At the SCRoLL Lab, our research studies how written text is read, interpreted and understood by young students. We observe how children understand ancient texts in an ancient language to discover the mechanisms of literacy. In doing so, we are slowly approaching answers to such important questions as, what does it take to read and interpret texts? What sets of resources do students use to make sense of texts.
Our studies focus primarily on young readers of Jewish day schools. Using qualitative research methods, including task-based interviews and careful observation, we uncover deeper and perhaps intrinsic patterns of textual interpretation.
You don’t have to be Jewish or have an incredible knowledge of Biblical Hebrew to broaden the search and contribute. I barely know of the two. Yet that never stopped me and other non-Jewish members from enjoying and immersing ourselves in the lab discussions. I am still able to absorb, question and constantly deepen conclusions that we may already assume we know. Diverse ideas, perspectives and knowledge are welcome in the lab. Different ideas are openly encouraged and Professor Hassenfeld says this adds to the richness of our research. There is always a new door, a new question posed within the laboratory.

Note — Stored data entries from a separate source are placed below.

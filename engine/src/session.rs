//! The panel session: a live view over one diagnostic feed.
//!
//! A session owns the current tree, the cursor, and a change
//! subscription. Every refresh pulls the whole feed and rebuilds the
//! tree from scratch; expansion state is carried across by snapshot
//! and replay, never by patching rows in place.

use std::sync::Arc;

use triage_feed::{ChangeListener, DiagnosticFeed};

use crate::normalize::{NormalizeContext, normalize};
use crate::tree::{DiagnosticNode, ExpansionSnapshot, Tree};

/// Most change notices drained per frame before a refresh.
pub const CHANGE_BUDGET: usize = 32;

/// Health of the last pull, surfaced in the footer.
#[derive(Debug, Clone, PartialEq, Eq, Default)]
pub enum FeedStatus {
    #[default]
    Ok,
    Failed(String),
}

/// Address of one visible row in the flattened tree.
#[derive(Debug, Clone, Copy, PartialEq, Eq)]
pub enum RowRef {
    Group { group: usize },
    Leaf { group: usize, child: usize },
}

impl RowRef {
    #[must_use]
    pub fn is_leaf(&self) -> bool {
        matches!(self, Self::Leaf { .. })
    }
}

/// A live diagnostics panel bound to a feed.
pub struct PanelSession {
    feed: Arc<dyn DiagnosticFeed>,
    ctx: NormalizeContext,
    listener: Option<ChangeListener>,
    tree: Tree,
    selected: usize,
    feed_status: FeedStatus,
    rejected: usize,
}

impl PanelSession {
    /// Opens a session: subscribes, then builds the first tree.
    ///
    /// Subscribing before the first pull means a change landing in
    /// between still surfaces on the next poll rather than being lost.
    #[must_use]
    pub fn open(feed: Arc<dyn DiagnosticFeed>, ctx: NormalizeContext) -> Self {
        let listener = feed.subscribe();
        let mut session = Self {
            feed,
            ctx,
            listener: Some(listener),
            tree: Tree::default(),
            selected: 0,
            feed_status: FeedStatus::default(),
            rejected: 0,
        };
        session.rebuild(&ExpansionSnapshot::empty());
        session
    }

    /// Closes the session, discarding the tree and expansion state.
    /// Closing an already-closed session does nothing.
    pub fn close(&mut self) {
        self.listener = None;
        self.tree = Tree::default();
        self.selected = 0;
        self.feed_status = FeedStatus::Ok;
        self.rejected = 0;
    }

    #[must_use]
    pub fn is_open(&self) -> bool {
        self.listener.is_some()
    }

    /// Pulls the feed and rebuilds the tree, carrying expansion state
    /// across by group identity. No-op while closed.
    pub fn refresh(&mut self) {
        if !self.is_open() {
            return;
        }
        let snapshot = self.tree.expansion_snapshot();
        self.rebuild(&snapshot);
    }

    fn rebuild(&mut self, snapshot: &ExpansionSnapshot) {
        match self.feed.pull() {
            Ok(records) => {
                let (normalized, rejected) = normalize(&records, &self.ctx).into_parts();
                let mut tree = Tree::build(normalized);
                tree.reconcile(snapshot);
                // The replacement tree is complete before it becomes
                // visible; a mid-rebuild state never renders.
                self.tree = tree;
                self.rejected = rejected.len();
                self.feed_status = FeedStatus::Ok;
                self.clamp_selection();
            }
            Err(err) => {
                tracing::error!("diagnostic refresh failed: {err}");
                self.feed_status = FeedStatus::Failed(err.to_string());
            }
        }
    }

    /// Drains pending change notices (up to `budget`) and refreshes
    /// once if any arrived. Returns whether a refresh happened.
    pub fn poll_changes(&mut self, budget: usize) -> bool {
        let Some(listener) = self.listener.as_mut() else {
            return false;
        };
        let mut seen = 0;
        while seen < budget && listener.try_next().is_some() {
            seen += 1;
        }
        if seen == 0 {
            return false;
        }
        self.refresh();
        true
    }

    /// Asks the feed to rescan now instead of waiting for its timer.
    pub fn request_rescan(&self) {
        self.feed.rescan();
    }

    /// Flattens the tree into its visible rows: every group, plus the
    /// children of expanded groups.
    #[must_use]
    pub fn visible_rows(&self) -> Vec<RowRef> {
        let mut rows = Vec::new();
        for (group_index, group) in self.tree.groups().iter().enumerate() {
            rows.push(RowRef::Group { group: group_index });
            if group.is_expanded() {
                for child_index in 0..group.children().len() {
                    rows.push(RowRef::Leaf {
                        group: group_index,
                        child: child_index,
                    });
                }
            }
        }
        rows
    }

    #[must_use]
    pub fn selected(&self) -> usize {
        self.selected
    }

    #[must_use]
    pub fn selected_row(&self) -> Option<RowRef> {
        self.visible_rows().get(self.selected).copied()
    }

    /// The diagnostic under the cursor, when a leaf is selected.
    #[must_use]
    pub fn selected_leaf(&self) -> Option<&DiagnosticNode> {
        match self.selected_row()? {
            RowRef::Group { .. } => None,
            RowRef::Leaf { group, child } => self.tree.groups().get(group)?.children().get(child),
        }
    }

    pub fn select_next(&mut self) {
        let len = self.visible_rows().len();
        if len > 0 && self.selected + 1 < len {
            self.selected += 1;
        }
    }

    pub fn select_prev(&mut self) {
        self.selected = self.selected.saturating_sub(1);
    }

    pub fn select_first(&mut self) {
        self.selected = 0;
    }

    pub fn select_last(&mut self) {
        self.selected = self.visible_rows().len().saturating_sub(1);
    }

    /// Toggles the selected group's expansion. Returns false when the
    /// cursor is on a leaf (or nothing), so the caller can treat the
    /// key as a jump instead.
    pub fn toggle_selected(&mut self) -> bool {
        let Some(RowRef::Group { group }) = self.selected_row() else {
            return false;
        };
        self.tree.toggle_group(group);
        self.clamp_selection();
        true
    }

    fn clamp_selection(&mut self) {
        let len = self.visible_rows().len();
        if len == 0 {
            self.selected = 0;
        } else if self.selected >= len {
            self.selected = len - 1;
        }
    }

    #[must_use]
    pub fn tree(&self) -> &Tree {
        &self.tree
    }

    #[must_use]
    pub fn feed_status(&self) -> &FeedStatus {
        &self.feed_status
    }

    /// Records dropped by the last successful refresh.
    #[must_use]
    pub fn rejected_count(&self) -> usize {
        self.rejected
    }
}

For me, SCRoLL Lab has deepened my appreciation of our cognitive functions, our socio-cultural influences and our overall development. The children we observe always arouse our curiosity during our lab meetings. From the studies we conduct, we look beyond children’s potential background knowledge of the verse and discover how the structure of schools, communities and other cultural artifacts build and regulate their imaginations around what they read. There is never a day when there is not something to analyze, dissect and discuss within the SCRoLL Lab.
Wintana Sium is a double major in Psychology and African and African American Studies with a minor in Journalism. She worked as a historical research assistant under Professor Abigail Cooper in her forthcoming book “Pierced Dimes and Placenta Fires”, analyzing how black communities used folk knowledge to forge and liberate their identities. Wintana is a rising scholar with a desire to work in archives to preserve the stories of diverse cultures, ethnic groups and communities and strive to contribute to a holistic and candid understanding of history. Additionally, Wintana designs courses for the Diocese of the Eritrean Orthodox Tewahdo Church of the United States and Canada. She has created lessons regarding the history of the Eritrean Orthodox Church and topics regarding iconography, liturgical history, dogma, religious beliefs and doctrines. Wintana is thrilled to be part of the SCRoLL lab, expanding her knowledge of the rich Hebrew Bible and its linguistic elements.